Rinuncia al ricorso in Cassazione: come chiudere un contenzioso
La rinuncia al ricorso rappresenta uno strumento processuale fondamentale per le parti che, pur avendo avviato un giudizio di legittimità, decidono di non proseguire la lite. Questa scelta può derivare da accordi transattivi o da una mutata valutazione delle probabilità di successo. Nel caso analizzato, la Suprema Corte ha sancito l’estinzione del procedimento a seguito di una concorde volontà delle parti di abbandonare le rispettive pretese.
I fatti di causa
La vicenda trae origine da un ricorso per cassazione proposto da un privato e da alcune società collegate contro una sentenza della Corte d’Appello di Milano. Un primario istituto bancario internazionale, parte resistente nel giudizio, aveva risposto con un controricorso chiedendo anche la condanna per lite temeraria. Tuttavia, prima che si giungesse all’udienza di discussione, i ricorrenti hanno notificato un atto formale di rinuncia agli atti del giudizio. Tale atto è stato prontamente accettato dalla banca, la quale ha contestualmente rinunciato alle proprie domande accessorie di risarcimento danni.
La decisione della Suprema Corte
La Corte di Cassazione, preso atto delle dichiarazioni depositate telematicamente e sottoscritte dai difensori muniti di mandato speciale, ha applicato rigorosamente le norme del Codice di Procedura Civile. Poiché la rinuncia è stata accettata dalla controparte e le parti hanno concordato sulla compensazione delle spese, il collegio ha dichiarato l’estinzione del giudizio. Questo provvedimento impedisce alla Corte di entrare nel merito delle questioni sollevate, chiudendo definitivamente il fascicolo processuale.
Le motivazioni
Le motivazioni della Corte si fondano sulla verifica della regolarità formale degli atti di rinuncia e accettazione. Secondo l’articolo 390 c.p.c., la parte può rinunciare al ricorso principale o incidentale finché non sia cominciata la relazione in udienza. In questo caso, la tempestività del deposito e la presenza di mandati speciali hanno reso valida la procedura. Un punto di particolare rilievo riguarda l’aspetto economico: la Corte ha stabilito che non è dovuto il versamento dell’ulteriore importo a titolo di contributo unificato (il cosiddetto ‘raddoppio’), poiché tale sanzione pecuniaria si applica solo in caso di rigetto o inammissibilità del ricorso, e non quando il giudizio si estingue per volontà delle parti.
Le conclusioni
In conclusione, la gestione strategica della rinuncia al ricorso permette di definire le liti pendenti evitando il rischio di condanne alle spese o sanzioni processuali. La compensazione delle spese, concordata tra le parti e recepita dalla Corte, assicura che nessuna delle parti debba rifondere i costi legali dell’altra. Questa ordinanza sottolinea l’importanza di una corretta assistenza legale nella fase finale del giudizio, dove la forma dell’atto e la precisione delle notifiche telematiche sono determinanti per il buon esito della chiusura del contenzioso.

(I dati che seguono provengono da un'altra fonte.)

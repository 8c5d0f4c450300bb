use serde::Serialize;

use crate::outcome::{AccessOutcome, RunObservation, RunStatistics};

/// The first access where the two simulators disagree.
///
/// A side is `None` when its sequence ended before this index
#[derive(Debug, Copy, Clone, Eq, PartialEq, Serialize)]
pub struct Divergence {
    pub index: usize,
    pub reference: Option<AccessOutcome>,
    pub candidate: Option<AccessOutcome>,
}

#[derive(Debug, Clone, Eq, PartialEq, Serialize)]
pub struct ComparisonResult {
    pub first_divergence: Option<Divergence>,
    pub stats_match: bool,
    pub outcome_sequence_match: bool,
}

impl ComparisonResult {
    pub fn first_divergence_index(&self) -> Option<usize> {
        self.first_divergence.map(|d| d.index)
    }

    pub fn passed(&self) -> bool {
        self.outcome_sequence_match && self.stats_match && self.first_divergence.is_none()
    }
}

/// Compares outcome sequences element by element, stopping at the first difference, and the
/// statistics as a whole
pub fn compare(
    reference: &[AccessOutcome],
    candidate: &[AccessOutcome],
    reference_stats: &RunStatistics,
    candidate_stats: &RunStatistics,
) -> ComparisonResult {
    let first_divergence = (0..reference.len().max(candidate.len()))
        .map(|index| Divergence {
            index,
            reference: reference.get(index).copied(),
            candidate: candidate.get(index).copied(),
        })
        .find(|d| d.reference != d.candidate);
    ComparisonResult {
        outcome_sequence_match: first_divergence.is_none(),
        first_divergence,
        stats_match: reference_stats == candidate_stats,
    }
}

pub fn compare_observations(reference: &RunObservation, candidate: &RunObservation) -> ComparisonResult {
    compare(&reference.outcomes, &candidate.outcomes, &reference.stats, &candidate.stats)
}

Cosa accade se si rinuncia al ricorso in Cassazione?
Il giudizio viene dichiarato estinto e la Corte non si pronuncia sul merito della causa, chiudendo definitivamente il procedimento.

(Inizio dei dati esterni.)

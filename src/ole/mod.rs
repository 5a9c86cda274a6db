/// Little-endian readers
pub mod binary;

/// Strict narrow/wide string decoding
pub mod codepage;

/// Constants for OLE file format
pub mod consts;

/// Main OLE file parsing implementation
mod file;

/// Stream/storage access trait shared by the property layers
mod store;

/// Compound file builder used to produce test fixtures
#[cfg(test)]
pub(crate) mod builder;

// Re-export public types for convenient access
pub use file::{is_ole_file, CompoundFile, DirectoryEntry, EntryKind, OleError};
pub(crate) use file::join_path;
pub use store::ByteStore;
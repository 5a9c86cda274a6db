//! Types shared across the crate.

pub mod error;

pub use error::{Error, PropertyError, Result};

Chi paga le spese legali in caso di rinuncia accettata?
Se le parti concordano per la compensazione, ognuna sostiene le proprie spese; in mancanza di accordo, il rinunciante potrebbe essere condannato al pagamento.
La rinuncia comporta il pagamento del doppio contributo unificato?
No, la normativa prevede che il raddoppio del contributo unificato non si applichi nei casi di estinzione del giudizio per rinuncia.